2. Description of the Related Art
An omni-directional video camera system is a camera system that is capable of taking 360-degree omni-directional images from a fixed viewpoint. The omni-directional video camera system takes omni-directional images by mounting and using a special shape mirror such as a hyperboloid mirror, a special lens such as a fish eye lens, or by using a plurality of cameras.
A 3-dimensional realistic broadcasting system is presented as an example of an omni-directional video coding application for use with such a system. In the 3-dimensional realistic broadcasting system, all image information on views from various viewpoints in a baseball game and the like for example, is provided to viewers' terminals. That is, a variety of image information items, including the view from the pitcher, the view from the catcher, the view from the batter, and the view from the audience sitting near first base, are provided to the viewers. Viewers can select a desired viewpoint and view the image from the viewpoint.
An image photographed by the omni-directional camera system has a characteristic corresponding to a 3-dimensional spherical environment. Accordingly, a 3-dimensional image taken by the omni-directional camera system is converted into a 2-dimensional plane image. At this time, the 2-dimensional plane image becomes a panorama image including the omni-directional image, and omni-directional video coding is performed for the 2-dimensional panorama image.
Generally, this panorama image has a size much larger than that of the conventional 2-dimensional image, and in order to transmit a quality image, uses an excessively wide bandwidth. In an omni-directional image, a user is typically not interested in all image parts obtained by the omni-directional camera at the same time, but wants to view only a part of interest in detail by freely manipulating user's viewpoints based on information on the entire image. Accordingly, a codec capable of transmitting an image with a minimum transmission bandwidth to a receiving end is needed, wherein the image is of interest to the current user. In this regard, a method of dividing a panorama image into tiled patches and transmitting the image has been suggested.

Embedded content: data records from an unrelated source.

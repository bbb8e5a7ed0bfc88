// Copyright (c) 2026 Robert L. Snyder, Sierra Vista, AZ
// Licensed under the MIT License. See LICENSE file in the project root for details.

//! Error taxonomy for composition, training and storage.

use std::io;
use std::path::PathBuf;

use thiserror::Error;

/// Errors produced by the composer core
#[derive(Debug, Error)]
pub enum ComposerError {
    /// Requested genre id is not in the catalog
    #[error("genre not found: {0}")]
    GenreNotFound(String),

    /// Request parameters failed validation (bars, seed, epochs, names)
    #[error("validation error: {0}")]
    Validation(String),

    /// No checkpoint stored under this model name
    #[error("model not found: {0}")]
    ModelNotFound(String),

    /// Training run failed as a whole
    #[error("{0}")]
    Training(String),

    /// A single corpus file could not be used
    #[error("corpus file {path:?}: {reason}")]
    Corpus { path: PathBuf, reason: String },

    /// MIDI decoding failed
    #[error("decoding error: {0}")]
    Decoding(String),

    /// Serialization to the output format failed
    #[error("encoding error: {0}")]
    Encoding(String),

    /// Filesystem or checkpoint store failure
    #[error("storage error: {0}")]
    Storage(#[from] io::Error),

    /// Genre catalog could not be parsed or validated
    #[error("catalog error: {0}")]
    Catalog(String),
}

impl ComposerError {
    /// Create a validation error
    pub fn validation(msg: impl Into<String>) -> Self {
        ComposerError::Validation(msg.into())
    }

    /// True for errors caused by the caller's request rather than the system
    pub fn is_client_error(&self) -> bool {
        matches!(
            self,
            ComposerError::GenreNotFound(_)
                | ComposerError::Validation(_)
                | ComposerError::ModelNotFound(_)
        )
    }
}

/// Result alias used throughout the crate
pub type Result<T> = std::result::Result<T, ComposerError>;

FIG. 1 illustrates a method of dividing a panorama image into tiled patches and transmitting the image.
In this method, an encoded panorama image is divided into patches of small tiles and stored, and then, on the request of a user, some patches centered on a part to be shown by the request are transmitted to a decoder side. According to this method, the entire panorama image is not transmitted to the decoder side at one time, but is divided into tiled patches and transmitted such that the size of the data transmitted and the transmission bandwidth are greatly reduced, and the initial delay required for transmitting all image information is prevented. Also, the surrounding part of the area of interest being currently seen by the request of the user is transmitted and received together, such that the user can easily change viewpoints.
In order to transmit the tiled patches to the decoder side, a transmission and reception method using the conventional 2-dimensional moving picture coding techniques without change has been suggested. Techniques such as MPEG-4 Part 2 Visual or H.264 are examples of conventional 2-dimensional moving picture coding techniques being used. As shown in FIG. 2, according to the conventional technology, in order to enhance efficiency when motion estimation or compensation is performed along the boundary of a reference image frame, an unrestricted motion vector (UMV) mode is prepared and a virtual image region is disposed. Then, by padding pixel values of the boundary part below, above, left and right of the frame, motion estimation of a current image is performed. Since any image data other than an image frame to be transmitted cannot be referred to in the 2-dimensional moving picture processing technique, this method is used to obtain high efficiency in the situation. However, in order to encode a large panorama image, an image frame of small-tile-shaped patch units is encoded, and reference images can exist with respect to the position of each patch.
Accordingly, a need exists for a system and method for encoding images more efficiently by using reference images that can exist with respect to the position of each patch, as the conventional moving picture coding methods are not appropriate.